My sisters exchanged glances over Ava’s head, a silent transmission passing between them. I couldn’t understand why they were being so conspiratorial, why they were throwing a curtain of intrigue over the mundane routines of their youth, making up a story for Ava’s benefit.
It was just different, Kit said finally. It was different being out of the house.
What would you talk about? Ava asked.
Oh, I don’t know, Deedee said, still looking at Kit, who sat slumped in her chair, engrossed in picking at her cuticles (she’d never managed to improve her posture, no matter how often I pointed it out, trying to help her). We’d talk about what we would do when we got older and were allowed to get a place of our own. Back then we really wanted to move out.
Why?
We’d just been home for so long. You know, for years and years. We hadn’t really been in school since before we were your age.
But that sounds so fun! I wish I didn’t have to go to school.
It was okay for a while. But when we got older it wasn’t so fun.
We weren’t kids anymore.
For a while they sat without speaking—Deedee focused on the careful gathering and weaving of Ava’s hair, Kit focused on the diligent mangling of her
own fingernails. Paused in these poses of rumination, they seemed to be putting on a performance, acting out the sense of longing and regret that suited their invented narrative of thwarted hopes.
But you ended up staying anyway, Ava prompted, breaking the silence.
Of course they had stayed. They had stayed because they had never really dreamed about leaving home or doing something else with their lives. They had never wanted to.
That we did, baby girl, Deedee said, patting the finished braid against Ava’s nape. That we did.
Did you stay because of Grandma?
You could say that, yes.
Something else was troubling me now. By this point in the visit I’d have expected my mother to make an appearance, shuffling into the kitchen to say hello to her granddaughter, but there was still no sign of her.
Where is Ma? I asked suddenly.
In her room, Deedee said, not looking at me. She’s taking her nap.
This seemed wrong to me. Of course these days my mother slept a lot—even more than she used to—but for some reason I’d been sure that she would be awake when we came over. There had to be a reason for my certainty.
Doesn’t she have physical therapy today? I asked. Shouldn’t she be getting ready?
No, that’s Tuesdays and Thursdays.
Are you sure? I pressed. It’s always been Wednesdays and Fridays. When did it change?

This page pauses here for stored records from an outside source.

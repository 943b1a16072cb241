use bevy_egui::egui;
use std::time::Instant;

use crate::content::DECK_CARDS;
use crate::deck::{slot_transforms, Direction, SlotTransform};
use crate::imaging::get_or_load;
use crate::state::{AppState, ViewportClass, DECK_COMPACT_BREAKPOINT};
use crate::ui::widgets::{open_external, rotated_corners, scaled_font, scaled_margin, section_header};

/// Paint order: rear slots first, the front card last.
const PAINT_ORDER: [usize; 5] = [2, 4, 1, 3, 0];

pub fn render_deck(ui: &mut egui::Ui, state: &mut AppState) {
    let ui_scale = state.config.ui_scale;
    let class = ViewportClass::from_width(ui.ctx().screen_rect().width(), DECK_COMPACT_BREAKPOINT);
    let compact = class == ViewportClass::Compact;
    let now = Instant::now();

    ui.add_space(scaled_margin(36.0, ui_scale));
    section_header(
        ui,
        "Lastes Project",
        "Lastes Project",
        "Swipe or tap to move through featured product cards with a smooth fan-deck motion.",
        ui_scale,
    );
    ui.add_space(scaled_margin(18.0, ui_scale));

    let width = ui.available_width();
    let stage_height = if compact { 420.0 } else { 500.0 };
    let (stage_rect, stage_response) =
        ui.allocate_exact_size(egui::vec2(width, stage_height), egui::Sense::click_and_drag());

    // Feed the gesture tracker. egui only reports drags past its own small
    // threshold; stationary presses surface as clicks and take the tap path
    // below.
    let touch_like = ui.input(|i| i.any_touches());
    if stage_response.drag_started() {
        if let Some(pos) = stage_response.interact_pointer_pos() {
            state.deck.pointer_down(0, pos.x, pos.y, touch_like, compact);
        }
    }
    if stage_response.dragged() {
        if let Some(pos) = stage_response.interact_pointer_pos() {
            state.deck.pointer_move(0, pos.x, pos.y);
        }
    }
    if stage_response.drag_stopped() {
        if let Some(pos) = stage_response.interact_pointer_pos() {
            // Swipes rotate inside the engine; the tap fall-through is
            // handled by the click below.
            let _ = state.deck.pointer_end(0, pos.x, pos.y, now);
        }
    }

    let slots = slot_transforms(class);
    let order: Vec<usize> = state.deck.order().to_vec();
    let card_size = if compact {
        egui::vec2(210.0, 290.0)
    } else {
        egui::vec2(260.0, 340.0)
    };
    // Anchor the fan slightly above center so the lower fan arms stay inside
    // the stage.
    let anchor = stage_rect.center() - egui::vec2(0.0, 30.0);

    let mut front_rect = egui::Rect::NOTHING;
    for &slot_index in &PAINT_ORDER {
        let transform = &slots[slot_index];
        let card = &DECK_CARDS[order[slot_index]];
        let rect = paint_card(ui, state, card, transform, anchor, card_size, slot_index == 0);
        if slot_index == 0 {
            front_rect = rect;
        }
    }

    // Only the front card is interactive; rear cards stay inert.
    let front_card = &DECK_CARDS[order[0]];
    let chevron_rect = egui::Rect::from_center_size(
        front_rect.right_top() + egui::vec2(-24.0, 24.0),
        egui::vec2(28.0, 28.0),
    );
    let chevron = ui.interact(chevron_rect, ui.id().with("deck_next"), egui::Sense::click());
    ui.painter().circle_filled(
        chevron_rect.center(),
        13.0,
        if chevron.hovered() {
            egui::Color32::from_rgb(255, 125, 63)
        } else {
            egui::Color32::from_rgb(60, 52, 88)
        },
    );
    ui.painter().text(
        chevron_rect.center(),
        egui::Align2::CENTER_CENTER,
        ">",
        egui::FontId::proportional(scaled_font(15.0, ui_scale)),
        egui::Color32::WHITE,
    );

    let front = ui
        .interact(front_rect, ui.id().with("deck_front"), egui::Sense::click())
        .on_hover_text(front_card.open_label);
    if front.hovered() && front_card.link.is_some() {
        ui.ctx().set_cursor_icon(egui::CursorIcon::PointingHand);
    }

    if chevron.clicked() {
        state.deck.rotate(Direction::Next, now);
    } else if front.clicked() && !chevron_rect.contains(front.interact_pointer_pos().unwrap_or_default()) {
        if let Some(url) = state.deck.activate_front(front_card.link, now) {
            open_external(ui.ctx(), url, true);
        }
    }

    // Arrow keys rotate directly, bypassing gesture and suppress logic.
    if front.has_focus() || front.hovered() || stage_response.hovered() {
        let (left, right, activate) = ui.input(|i| {
            (
                i.key_pressed(egui::Key::ArrowLeft),
                i.key_pressed(egui::Key::ArrowRight),
                i.key_pressed(egui::Key::Enter) || i.key_pressed(egui::Key::Space),
            )
        });
        if right {
            state.deck.rotate(Direction::Next, now);
        } else if left {
            state.deck.rotate(Direction::Prev, now);
        } else if activate && front.has_focus() {
            if let Some(url) = state.deck.activate_front(front_card.link, now) {
                open_external(ui.ctx(), url, true);
            }
        }
    }

    // The lock window doubles as the cycle animation; keep frames coming
    // until it expires so the deck settles visually.
    if state.deck.is_locked(now) {
        ui.ctx().request_repaint();
    }

    ui.add_space(scaled_margin(36.0, ui_scale));
}

fn paint_card(
    ui: &mut egui::Ui,
    state: &mut AppState,
    card: &crate::content::ProjectCard,
    transform: &SlotTransform,
    anchor: egui::Pos2,
    base_size: egui::Vec2,
    is_front: bool,
) -> egui::Rect {
    let ui_scale = state.config.ui_scale;
    // Depth lifts the card toward the viewer a touch; blur has no painter
    // primitive, so it folds into extra transparency on the far cards.
    let center = anchor + egui::vec2(transform.x, transform.y - transform.depth * 0.35);
    let size = base_size * transform.scale;
    let alpha = (transform.opacity * (1.0 - transform.blur * 0.25) * 255.0) as u8;
    let angle = transform.rotation_degrees.to_radians();
    let rect = egui::Rect::from_center_size(center, size);

    let fill = egui::Color32::from_rgba_unmultiplied(30, 26, 46, alpha);
    let stroke = egui::Stroke::new(
        1.0,
        egui::Color32::from_rgba_unmultiplied(255, 255, 255, alpha / 5),
    );
    let corners = rotated_corners(center, size, angle);
    ui.painter()
        .add(egui::Shape::convex_polygon(corners.to_vec(), fill, stroke));

    if !is_front {
        // Rear cards carry just the badge and title along their tilt.
        ui.painter().text(
            center,
            egui::Align2::CENTER_CENTER,
            card.title,
            egui::FontId::proportional(scaled_font(16.0, ui_scale)),
            egui::Color32::from_rgba_unmultiplied(255, 255, 255, alpha),
        );
        return rect;
    }

    let inner = rect.shrink(scaled_margin(16.0, ui_scale));
    let painter = ui.painter().clone();

    // Badge row with its accent dot.
    painter.circle_filled(
        inner.left_top() + egui::vec2(4.0, 7.0),
        4.0,
        egui::Color32::from_rgb(255, 125, 63),
    );
    painter.text(
        inner.left_top() + egui::vec2(14.0, 0.0),
        egui::Align2::LEFT_TOP,
        card.badge,
        egui::FontId::proportional(scaled_font(12.0, ui_scale)),
        egui::Color32::from_rgb(255, 171, 107),
    );
    painter.text(
        inner.left_top() + egui::vec2(0.0, scaled_margin(22.0, ui_scale)),
        egui::Align2::LEFT_TOP,
        card.title,
        egui::FontId::proportional(scaled_font(20.0, ui_scale)),
        egui::Color32::WHITE,
    );

    let media_rect = egui::Rect::from_min_size(
        inner.left_top() + egui::vec2(0.0, scaled_margin(52.0, ui_scale)),
        egui::vec2(inner.width(), inner.height() * 0.42),
    );
    let texture = get_or_load(
        ui.ctx(),
        &mut state.texture_cache,
        &mut state.failed_assets,
        card.image,
    );
    match texture {
        Some(texture) => {
            let uv = egui::Rect::from_min_max(egui::pos2(0.0, 0.0), egui::pos2(1.0, 1.0));
            painter.image(texture.id(), media_rect, uv, egui::Color32::WHITE);
        }
        None => {
            painter.rect_filled(media_rect, 8.0, egui::Color32::from_rgb(44, 38, 66));
            painter.text(
                media_rect.center(),
                egui::Align2::CENTER_CENTER,
                card.title.chars().next().unwrap_or('?'),
                egui::FontId::proportional(scaled_font(28.0, ui_scale)),
                egui::Color32::from_gray(150),
            );
        }
    }

    // Description under the media, wrapped to the card width.
    let description = painter.layout(
        card.description.to_string(),
        egui::FontId::proportional(scaled_font(12.0, ui_scale)),
        egui::Color32::from_gray(185),
        inner.width(),
    );
    painter.galley(
        media_rect.left_bottom() + egui::vec2(0.0, scaled_margin(10.0, ui_scale)),
        description,
        egui::Color32::from_gray(185),
    );

    rect
}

It didn’t change, Kit said. We changed it.
But why?
Why do you care? Deedee asked. You’re not the one who brings her.
She had a point. They did do all the driving—after years of avoidance and crying fits when I tried to teach them, they’d both managed to pass their road tests on their third try after Ma started showing symptoms—but it wasn’t fair to say they did everything.
No, I just pay for it, I said.
Ava was watching us, her eyes following our volleys, her gaze uneasy. When she caught me looking at her she stared down at the table, her mouth suddenly small in her face.